While Dickerson-Cousin skilfully shows how the AME Church served as a site of advocacy for racially marginalised groups, readers may still be left with questions about the presence of colonialism in shaping the denomination's missionary vision. The text is far less incendiary than other treatments of African American missionaries, such as Sylvester Johnson's African American religions, 1500–2000 (Cambridge 2015).Footnote 3 While Dickerson-Cousin acknowledges that there is a ‘problematic history of the Christian encounter with Native people’, she asserts that ‘these African Methodists believed that they were offering authentic racial egalitarianism’ through their evangelistic work (pp. 7–8). She also claims that AME missionary-minded migrants who relocated to the West ‘were not consciously engaged in the colonial enterprise that the US government was carrying out’ (p. 67). ‘Rather’, she notes, ‘they were an oppressed people seeking refuge and opportunity’ (p. 67). Black AME congregants’ and missionaries’ experiences of oppression, however, do not negate their own abilities to produce violence, neither do their beliefs about their intentions mitigate their impact on the ground.
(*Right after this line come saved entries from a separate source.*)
use crate::bloom::BloomPass;
use crate::output::OutputPass;
use crate::scene::ScenePass;
use crate::target::ColorTarget;
use crate::{GpuContext, GpuStage, HDR_FORMAT};
use tumble_common::{BufferSize, SceneConfig};
use tumble_render::{Composer, FrameState, StageTarget, wireframe_box};

/// Scene, bloom and output stages driven by a [`Composer`].
pub struct TumbleRenderer {
    composer: Composer<dyn GpuStage>,
    targets: [ColorTarget; 2],
    max_dimension: u32,
}

impl TumbleRenderer {
    pub fn new(gpu: &GpuContext, config: &SceneConfig, size: BufferSize) -> Self {
        let max_dimension = gpu.device.limits().max_texture_dimension_2d;
        let size = clamp_to_limit(size, max_dimension);

        let mesh = wireframe_box(config.cube_size, config.cube_segments);
        tracing::info!(
            width = size.width,
            height = size.height,
            lines = mesh.line_count(),
            bloom = config.bloom.enabled,
            "creating renderer"
        );

        let mut composer: Composer<dyn GpuStage> = Composer::new(size);
        composer.add_stage(gpu, Box::new(ScenePass::new(gpu, &mesh, config.clear_color)));
        composer.add_stage(gpu, Box::new(BloomPass::new(gpu, config.bloom)));
        composer.add_stage(gpu, Box::new(OutputPass::new(gpu)));

        Self {
            composer,
            targets: Self::create_targets(&gpu.device, size),
            max_dimension,
        }
    }

    fn create_targets(device: &wgpu::Device, size: BufferSize) -> [ColorTarget; 2] {
        [
            ColorTarget::new(device, "composer_buffer_0", size, HDR_FORMAT),
            ColorTarget::new(device, "composer_buffer_1", size, HDR_FORMAT),
        ]
    }

    /// Reallocate every buffer for a new drawing-buffer size.
    pub fn resize(&mut self, gpu: &GpuContext, size: BufferSize) {
        let size = clamp_to_limit(size, self.max_dimension);
        if size == self.composer.size() {
            return;
        }
        self.targets = Self::create_targets(&gpu.device, size);
        self.composer.set_size(gpu, size);
        tracing::debug!(width = size.width, height = size.height, "renderer resized");
    }

    pub fn size(&self) -> BufferSize {
        self.composer.size()
    }

    /// Render one frame into `surface`.
    pub fn render(&mut self, gpu: &GpuContext, surface: &wgpu::TextureView, frame: &FrameState) {
        for stage in self.composer.stages_mut() {
            stage.prepare(gpu, frame);
        }

        let mut encoder = gpu
            .device
            .create_command_encoder(&wgpu::CommandEncoderDescriptor {
                label: Some("tumble_frame"),
            });

        let stages = self.composer.stages();
        for run in self.composer.frame_plan() {
            let input = self.targets[run.read].view();
            let output = match run.write {
                StageTarget::Buffer(i) => self.targets[i].view(),
                StageTarget::Surface => surface,
            };
            stages[run.stage].encode(gpu, &mut encoder, input, output);
        }

        gpu.queue.submit(std::iter::once(encoder.finish()));
    }
}

/// Shrink a buffer size so neither side exceeds `max_dimension`.
fn clamp_to_limit(size: BufferSize, max_dimension: u32) -> BufferSize {
    let max = max_dimension.max(1);
    BufferSize::new(size.width.clamp(1, max), size.height.clamp(1, max))
}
More attention to Native Peoples’ own perceptions of this missional labour, particularly the perspectives of those who chose not to convert, would have further enriched the formidable narrative. Additional questions remain about the Black missionaries themselves: Did they fear proximity between their evangelism and that of their white counterparts in other parts of the nation or globe? Are there recorded moments when they expressed anxieties about the capacity of missionary work to produce harm?
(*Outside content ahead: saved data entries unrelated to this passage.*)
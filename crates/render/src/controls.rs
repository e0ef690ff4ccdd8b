use crate::camera::PerspectiveCamera;
use glam::Vec3;
use std::f32::consts::{PI, TAU};

const POLE_EPSILON: f32 = 1e-6;
const ZOOM_BASE: f32 = 0.95;

/// Spherical coordinates around the orbit target. `phi` is measured from +Y,
/// `theta` around Y starting at +Z.
#[derive(Debug, Clone, Copy, PartialEq)]
struct Spherical {
    radius: f32,
    phi: f32,
    theta: f32,
}

impl Spherical {
    fn from_offset(v: Vec3) -> Self {
        let radius = v.length();
        if radius == 0.0 {
            return Self {
                radius,
                phi: 0.0,
                theta: 0.0,
            };
        }
        Self {
            radius,
            phi: (v.y / radius).clamp(-1.0, 1.0).acos(),
            theta: v.x.atan2(v.z),
        }
    }

    fn to_offset(self) -> Vec3 {
        let sin_phi = self.phi.sin();
        Vec3::new(
            self.radius * sin_phi * self.theta.sin(),
            self.radius * self.phi.cos(),
            self.radius * sin_phi * self.theta.cos(),
        )
    }
}

/// Damped orbit controls.
///
/// Input accumulates into a pending rotation. Each [`update`] applies
/// `damping` of what is pending and keeps the rest, so the camera eases toward
/// its target orientation over many frames.
///
/// [`update`]: OrbitControls::update
#[derive(Debug, Clone)]
pub struct OrbitControls {
    pub target: Vec3,
    pub damping: f32,
    pub rotate_speed: f32,
    pub zoom_speed: f32,
    pub min_distance: f32,
    pub max_distance: f32,
    spherical: Spherical,
    pending_theta: f32,
    pending_phi: f32,
    pending_scale: f32,
}

impl OrbitControls {
    /// Orbit the camera's current position around its current target.
    pub fn new(camera: &PerspectiveCamera, damping: f32) -> Self {
        Self {
            target: camera.target,
            damping: damping.clamp(0.0, 1.0),
            rotate_speed: 1.0,
            zoom_speed: 1.0,
            min_distance: camera.near * 10.0,
            max_distance: camera.far * 0.5,
            spherical: Spherical::from_offset(camera.position - camera.target),
            pending_theta: 0.0,
            pending_phi: 0.0,
            pending_scale: 1.0,
        }
    }

    /// Pointer drag in pixels. A drag the full viewport height turns one revolution.
    pub fn rotate(&mut self, dx: f32, dy: f32, viewport_height: f32) {
        let h = viewport_height.max(1.0);
        self.rotate_left(TAU * dx / h * self.rotate_speed);
        self.rotate_up(TAU * dy / h * self.rotate_speed);
    }

    pub fn rotate_left(&mut self, angle: f32) {
        self.pending_theta -= angle;
    }

    pub fn rotate_up(&mut self, angle: f32) {
        self.pending_phi -= angle;
    }

    /// Positive steps move the camera closer.
    pub fn dolly(&mut self, steps: f32) {
        if steps.is_finite() {
            self.pending_scale *= ZOOM_BASE.powf(self.zoom_speed * steps);
        }
    }

    /// Whether rotation input is still being eased in.
    pub fn is_settling(&self) -> bool {
        self.pending_theta.abs() > 1e-6 || self.pending_phi.abs() > 1e-6
    }

    /// Apply one damped step and move the camera. Returns true if it moved.
    pub fn update(&mut self, camera: &mut PerspectiveCamera) -> bool {
        let before = self.spherical;

        self.spherical.theta += self.pending_theta * self.damping;
        self.spherical.phi = (self.spherical.phi + self.pending_phi * self.damping)
            .clamp(POLE_EPSILON, PI - POLE_EPSILON);
        self.spherical.radius =
            (self.spherical.radius * self.pending_scale).clamp(self.min_distance, self.max_distance);

        self.pending_theta *= 1.0 - self.damping;
        self.pending_phi *= 1.0 - self.damping;
        self.pending_scale = 1.0;

        camera.target = self.target;
        camera.position = self.target + self.spherical.to_offset();

        before != self.spherical
    }
}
Dickerson-Cousin's rigorous research offers a gripping historical rendering of how African Americans, Black Native peoples, and Native peoples worked together to build the political, social, economic and religious engines of the first independent African American Protestant denomination. Unfolding new questions and themes for future scholarship about the longstanding interraciality of a predominantly Black religious body and the presence of Black religions in the American West, the study bolsters histories of (African) Methodism, African American religious history, American religious history and Afro-Indigenous Studies.

References

1 See Nell Irvin Painter, Exodusters: Black migration to Kansas after Reconstruction, New York 1976, and Kenneth Marvin Hamilton, Black towns and profit: promotion and development in the trans-Appalachian West, 1877–1915, Chicago, Il 1991. See also the forthcoming work of Cori Tucker-Price, currently titled The people's platform: Black religion and the forging of Black resistance in Los Angeles, 1903–1953, which will help fill the gap in historical work focused on African American religion in the American West.
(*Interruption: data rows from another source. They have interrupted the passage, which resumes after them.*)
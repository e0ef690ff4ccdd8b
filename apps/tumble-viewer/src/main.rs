mod app;
mod gfx;

use anyhow::Result;
use clap::Parser;
use tumble_common::{SceneConfig, ViewportSize};
use tumble_kernel::OvershootPolicy;
use winit::event_loop::{ControlFlow, EventLoop};

#[derive(Parser, Debug, Clone)]
#[command(name = "tumble-viewer", about = "Rotating wireframe cube with bloom")]
struct Cli {
    /// Enable verbose logging
    #[arg(short, long)]
    verbose: bool,

    /// Carry time past a phase boundary into the next phase instead of
    /// dropping it
    #[arg(long)]
    carry_overshoot: bool,

    /// Disable the bloom pass
    #[arg(long)]
    no_bloom: bool,

    /// Initial window width in logical pixels
    #[arg(long, default_value_t = 1280.0)]
    width: f64,

    /// Initial window height in logical pixels
    #[arg(long, default_value_t = 720.0)]
    height: f64,
}

impl Cli {
    fn scene_config(&self) -> SceneConfig {
        let mut config = SceneConfig::default();
        config.bloom.enabled = !self.no_bloom;
        config
    }

    fn policy(&self) -> OvershootPolicy {
        if self.carry_overshoot {
            OvershootPolicy::Carry
        } else {
            OvershootPolicy::Discard
        }
    }

    fn viewport(&self) -> ViewportSize {
        ViewportSize::new(self.width, self.height)
    }
}

#[cfg(not(target_arch = "wasm32"))]
fn main() -> Result<()> {
    use tracing_subscriber::EnvFilter;

    let cli = Cli::parse();

    let filter = if cli.verbose { "debug" } else { "info" };
    tracing_subscriber::fmt()
        .with_env_filter(EnvFilter::new(filter))
        .init();

    tracing::info!(render = tumble_render::crate_info(), "tumble-viewer starting");

    let event_loop = EventLoop::new()?;
    event_loop.set_control_flow(ControlFlow::Poll);

    let mut app = app::TumbleApp::new(cli.scene_config(), cli.policy(), cli.viewport());
    event_loop.run_app(&mut app)?;

    if let Some(error) = app.take_fatal() {
        return Err(error.into());
    }
    Ok(())
}

#[cfg(target_arch = "wasm32")]
fn main() -> Result<()> {
    use winit::platform::web::EventLoopExtWebSys;

    console_error_panic_hook::set_once();

    // The browser has no command line; run with the defaults.
    let cli = Cli::parse_from(["tumble-viewer"]);
    tracing_wasm::set_as_global_default_with_config(
        tracing_wasm::WASMLayerConfigBuilder::new()
            .set_max_level(tracing::Level::INFO)
            .build(),
    );

    tracing::info!(render = tumble_render::crate_info(), "tumble-viewer starting");

    let event_loop = EventLoop::new()?;
    event_loop.set_control_flow(ControlFlow::Poll);
    event_loop.spawn_app(app::TumbleApp::new(
        cli.scene_config(),
        cli.policy(),
        cli.viewport(),
    ));

    Ok(())
}

#[cfg(test)]
mod tests {
    use super::*;

    #[test]
    fn defaults_discard_overshoot_with_bloom() {
        let cli = Cli::parse_from(["tumble-viewer"]);
        assert_eq!(cli.policy(), OvershootPolicy::Discard);
        assert!(cli.scene_config().bloom.enabled);
        assert_eq!(cli.viewport(), ViewportSize::new(1280.0, 720.0));
    }

    #[test]
    fn flags_map_to_config() {
        let cli = Cli::parse_from([
            "tumble-viewer",
            "--carry-overshoot",
            "--no-bloom",
            "--width",
            "800",
            "--height",
            "600",
        ]);
        assert_eq!(cli.policy(), OvershootPolicy::Carry);
        assert!(!cli.scene_config().bloom.enabled);
        assert_eq!(cli.viewport(), ViewportSize::new(800.0, 600.0));
    }
}
use crate::target::{blit, fullscreen_pipeline, linear_sampler, sampler_entry, texture_entry};
use crate::{GpuContext, GpuStage, shaders};
use tumble_common::BufferSize;
use tumble_render::RenderStage;

/// Copies the composed HDR frame onto the surface.
pub struct OutputPass {
    pipeline: wgpu::RenderPipeline,
    layout: wgpu::BindGroupLayout,
    sampler: wgpu::Sampler,
    size: BufferSize,
}

impl OutputPass {
    pub fn new(gpu: &GpuContext) -> Self {
        let device = &gpu.device;
        let layout = device.create_bind_group_layout(&wgpu::BindGroupLayoutDescriptor {
            label: Some("output_layout"),
            entries: &[texture_entry(0), sampler_entry(1)],
        });
        let pipeline = fullscreen_pipeline(
            device,
            "output",
            &layout,
            shaders::OUTPUT_FRAGMENT,
            "fs_output",
            gpu.surface_format,
        );
        Self {
            pipeline,
            layout,
            sampler: linear_sampler(device),
            size: BufferSize::new(1, 1),
        }
    }
}

impl RenderStage for OutputPass {
    type Context = GpuContext;

    fn label(&self) -> &str {
        "output"
    }

    fn resize(&mut self, _gpu: &GpuContext, size: BufferSize) {
        self.size = size;
    }

    fn buffer_size(&self) -> BufferSize {
        self.size
    }
}

impl GpuStage for OutputPass {
    fn encode(
        &self,
        gpu: &GpuContext,
        encoder: &mut wgpu::CommandEncoder,
        input: &wgpu::TextureView,
        output: &wgpu::TextureView,
    ) {
        let bind_group = gpu.device.create_bind_group(&wgpu::BindGroupDescriptor {
            label: Some("output_bind_group"),
            layout: &self.layout,
            entries: &[
                wgpu::BindGroupEntry {
                    binding: 0,
                    resource: wgpu::BindingResource::TextureView(input),
                },
                wgpu::BindGroupEntry {
                    binding: 1,
                    resource: wgpu::BindingResource::Sampler(&self.sampler),
                },
            ],
        });
        blit(encoder, "output_pass", output, &self.pipeline, &bind_group);
    }
}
2 For more on the transnational scope of AME missions see James T. Campbell, Song of Zion: the African Methodist Episcopal Church in the United States and South Africa, Chapel Hill, NC 1998, and Lawrence S. Little, Disciples of liberty: the African Methodist Episcopal Church in the age of imperialism, 1884–1916, Knoxville, Tn 2000. See also the forthcoming monograph of Christina C. Davidson, currently titled The myth and the middleman: religious race-making at the Dominican crossroads, which highlights the role of the AME Church in shaping racial formation in the Dominican Republic.

3 Sylvester A. Johnson, African American religions, 1500–2000, Cambridge 2015.